*Records from a dataset*

────────

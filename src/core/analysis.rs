use crate::domain::model::{DocumentAnalysisResponse, StageOutcome};
use crate::domain::ports::AnalysisBackend;
use serde_json::Value;

pub const NO_TEXT_LAYER: &str = "no_text_layer";

/// 文件分析流程：先嘗試直接從 PDF 文字層偵測語言，
/// 失敗時改走 前處理 -> OCR -> 文字語言偵測。
pub struct AnalysisEngine<B: AnalysisBackend> {
    backend: B,
}

impl<B: AnalysisBackend> AnalysisEngine<B> {
    pub fn new(backend: B) -> Self {
        Self { backend }
    }

    pub fn backend(&self) -> &B {
        &self.backend
    }

    pub async fn analyze(
        &self,
        filename: &str,
        pdf: Vec<u8>,
        ocr_language: &str,
    ) -> DocumentAnalysisResponse {
        tracing::info!("Analyzing {} ({} bytes)", filename, pdf.len());

        // Step 1: 直接從文字層偵測
        let language_result = self
            .backend
            .detect_language_from_pdf(pdf.clone(), filename)
            .await;
        if language_result.success {
            tracing::info!("Language detected from text layer of {}", filename);
            return DocumentAnalysisResponse {
                filename: filename.to_string(),
                language_detection: Some(language_result),
                preprocessing_result: None,
                ocr_result: None,
                success: true,
                message: "Language detected from PDF text layer".to_string(),
            };
        }
        tracing::info!(
            "No usable text layer for {} ({}), falling back to OCR",
            filename,
            language_result.reason.as_deref().unwrap_or("unknown")
        );

        // Step 2: 前處理
        let preprocessing_result = self.backend.preprocess(pdf, filename).await;
        if !preprocessing_result.success {
            tracing::warn!(
                "Preprocessing failed for {}: {:?}",
                filename,
                preprocessing_result.reason
            );
            return Self::failed(filename, "Preprocessing failed");
        }

        // Step 3: OCR
        let saved_files = saved_files(&preprocessing_result);
        tracing::debug!("Running {} OCR on {} blocks", ocr_language, saved_files.len());
        let ocr_result = self.backend.extract_text(&saved_files, ocr_language).await;
        if !ocr_result.success {
            tracing::warn!("OCR failed for {}: {:?}", filename, ocr_result.reason);
            return Self::failed(filename, "OCR text extraction failed");
        }

        // Step 4: OCR 文字語言偵測
        let extracted_text = ocr_result
            .data
            .as_ref()
            .and_then(|data| data.get("text"))
            .and_then(Value::as_str)
            .unwrap_or_default();
        let language_detection = if extracted_text.trim().is_empty() {
            tracing::warn!("OCR produced no text for {}", filename);
            language_result
        } else {
            self.backend.detect_language_from_text(extracted_text).await
        };

        DocumentAnalysisResponse {
            filename: filename.to_string(),
            language_detection: Some(language_detection),
            preprocessing_result: Some(preprocessing_result),
            ocr_result: Some(ocr_result),
            success: true,
            message: "Language detected from OCR text extraction".to_string(),
        }
    }

    fn failed(filename: &str, reason: &str) -> DocumentAnalysisResponse {
        DocumentAnalysisResponse {
            filename: filename.to_string(),
            language_detection: None,
            preprocessing_result: None,
            ocr_result: None,
            success: false,
            message: format!("Document analysis failed: {}", reason),
        }
    }
}

fn saved_files(preprocessing: &StageOutcome) -> Vec<String> {
    preprocessing
        .data
        .as_ref()
        .and_then(|data| data.get("saved_files"))
        .and_then(Value::as_array)
        .map(|files| {
            files
                .iter()
                .filter_map(Value::as_str)
                .map(str::to_string)
                .collect()
        })
        .unwrap_or_default()
}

────────

*YOUR ASSIGNMENT*
Please return exactly the lines from the opening line of the data above through the line with "impl<B: AnalysisBackend> AnalysisEngine<B>", both included and nothing else.

*RESPONSE*
filename src/core/analysis.rs
use crate::domain::model::{DocumentAnalysisResponse, StageOutcome};
use crate::domain::ports::AnalysisBackend;
use serde_json::Value;

pub const NO_TEXT_LAYER: &str = "no_text_layer";

/// 文件分析流程：先嘗試直接從 PDF 文字層偵測語言，
/// 失敗時改走 前處理 -> OCR -> 文字語言偵測。
pub struct AnalysisEngine<B: AnalysisBackend> {
    backend: B,
}

impl<B: AnalysisBackend> AnalysisEngine<B> {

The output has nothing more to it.